Nadia María Davis-Lockyer, Esq.
Nadia María Davis-Lockyer graduated from U.C.L.A. in 1993 with a degree in Sociology and from Loyola Law School in 1996. She was admitted to the California State Bar in 1997. Her deep commitment to empower others and assist the underprivileged is inextricably linked to every aspect of her personal and professional life.
As a student, Nadia led numerous efforts to empower and inspire youth in Orange County and Los Angeles. She mentored inner-city youth with U.C.L.A.’s “Project Motivation” and taught motivational drama classes with “Unicamp.” As an independent study, she mentored and conducted a study of paroled youth with the David Kenyon Juvenile Justice Center in Los Angeles. While attending college, she worked at the FOX television show “In Living Color” and initiated a college awareness campaign for the show’s producer. As a law student at Loyola Law School, she led pro bono efforts while chairing the Public Interest Law Foundation, mentored students at a neighboring elementary school, studied Human Rights in Central America, and transcribed law books for a blind law student. During law school, Nadia also worked at some of the largest pro-bono law firms in the nation, including Public Counsel, the Center for Human Rights & Constitutional Law, and the Mexican American Legal & Defense Foundation. She also externed for California Superior Court Judge Paul Boland.
After law school, Nadia independently authored a handbook and conducted seminars at high schools and colleges throughout California for immigrant students regarding their rights to higher education. She was a member of Congresswoman Loretta Sanchez’s legal team and protected the voting rights of new citizens against unfounded accusations of voter fraud. She also worked as Senator Lou Correa’s fundraiser in his bid for State Assembly. Nadia later spearheaded the collaboration of major political parties in Orange County for the Southwest Voter Registration & Education Project and the National Association of Latino Elected Officials.
Nadia was thereafter elected to serve on the Santa Ana Unified School District Board of Trustees. During her term, she led the School District’s efforts to increase college attendance rates for graduates of the SAUSD and collaborated with local elected officials while also working as a lawyer in the Public Law Department of Best Best & Krieger, LLP.

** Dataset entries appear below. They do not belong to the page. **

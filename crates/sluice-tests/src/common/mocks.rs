// SPDX-License-Identifier: PolyForm-Noncommercial-1.0.0
// Copyright (c) 2025 Sylvex. All rights reserved.

//! # Mock Implementations
//!
//! Scripted collaborators for exercising the gateway without a network.
//!
//! - [`MockServer`]: an in-memory Source Protocol server. Tests script its
//!   address space and failures, queue value changes and inspect every call
//!   afterwards through a cloned handle.
//! - [`MockProtocolFactory`]: hands out [`MockServer`] sessions by endpoint
//!   and records which servers were constructed.
//! - [`RecordingTransport`]: a registry transport that records every
//!   request and answers lookups from canned documents.

use std::collections::{HashMap, HashSet, VecDeque};
use std::sync::atomic::{AtomicBool, Ordering};
use std::sync::Arc;

use async_trait::async_trait;
use chrono::{DateTime, Utc};
use parking_lot::Mutex;
use serde_json::Value;

use sluice_config::{ServerConfig, SubscriptionParams};
use sluice_core::{NodeAddress, StatusCode, Variant};
use sluice_opcua::{
    ChildReference, ConnectionHandle, DataChange, ItemHandle, ProtocolError, ProtocolFactory, ProtocolResult,
    SourceProtocol, SubscriptionHandle,
};
use sluice_registry::{RegistryError, RegistryResult, RegistrySync, RegistryTransport};

/// Shared, ordered log of notable events across several mock servers.
pub type Journal = Arc<Mutex<Vec<String>>>;

// =============================================================================
// Mock Source Protocol
// =============================================================================

/// One call received by a [`MockServer`].
#[derive(Debug, Clone, PartialEq)]
pub enum ProtocolCall {
    /// Anonymous connect.
    Connect {
        /// Endpoint URL.
        endpoint: String,
    },
    /// Username/password connect.
    ConnectWithCredentials {
        /// Endpoint URL.
        endpoint: String,
        /// User name.
        username: String,
        /// Password.
        password: String,
    },
    /// Disconnect.
    Disconnect,
    /// Subscription creation.
    CreateSubscription(SubscriptionParams),
    /// Subscription removal.
    RemoveSubscription(SubscriptionHandle),
    /// Monitored item creation.
    AddMonitoredItem(NodeAddress),
    /// Monitored item removal.
    RemoveMonitoredItem(ItemHandle),
    /// Child enumeration.
    Browse(NodeAddress),
    /// Keep-alive/publish step.
    Pump,
}

#[derive(Debug)]
struct MockState {
    children: HashMap<NodeAddress, Vec<ChildReference>>,
    connect_failure: Option<StatusCode>,
    subscription_failure: Option<StatusCode>,
    item_failures: HashMap<NodeAddress, StatusCode>,
    browse_failures: HashMap<NodeAddress, StatusCode>,
    pump_status: StatusCode,
    queued: VecDeque<(NodeAddress, Variant, DateTime<Utc>)>,
    calls: Vec<ProtocolCall>,
    items: Vec<(ItemHandle, NodeAddress)>,
    next_item: u32,
    next_subscription: u32,
    connected: bool,
    journal: Option<Journal>,
    label: String,
}

impl Default for MockState {
    fn default() -> Self {
        Self {
            children: HashMap::new(),
            connect_failure: None,
            subscription_failure: None,
            item_failures: HashMap::new(),
            browse_failures: HashMap::new(),
            pump_status: StatusCode::GOOD,
            queued: VecDeque::new(),
            calls: Vec::new(),
            items: Vec::new(),
            next_item: 1,
            next_subscription: 1,
            connected: false,
            journal: None,
            label: String::new(),
        }
    }
}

After suffering a near fatal car accident in which she broke 22 bones, Nadia never gave up her commitment to free a wrongfully convicted youth named Arthur Carmona. After nearly three years of legal filings, lobbying, petitions, press coverage, raising funds for the family, and securing top investigators and legal representation, Arthur was eventually freed.
Nadia has been honored to receive the State Democratic Party’s John F. Kennedy Jr. Public Service Award, the Orange County Human Relations Commission’s Public Service Award, the Women’s Suffrage Day Award, and the L.U.L.A.C. Hispanic Woman of the Year Award.
She currently practices law representing adult victims of childhood sexual and physical abuse, provides pro-bono counsel for her ancestors, the Juaneño Band of Mission Indians, and serves on the boards of Orange County’s Family Violence Project, Loyola Law School’s Center for Juvenile Law and Policy, the Orange County Bar Foundation, and Future Leaders of America.
Without a doubt, Nadia’s personal favorite accomplishment and source of happiness is her husband, California State Treasurer Bill Lockyer, and their baby boy, Diego Wallace Lockyer (named after Wallace R. Davis).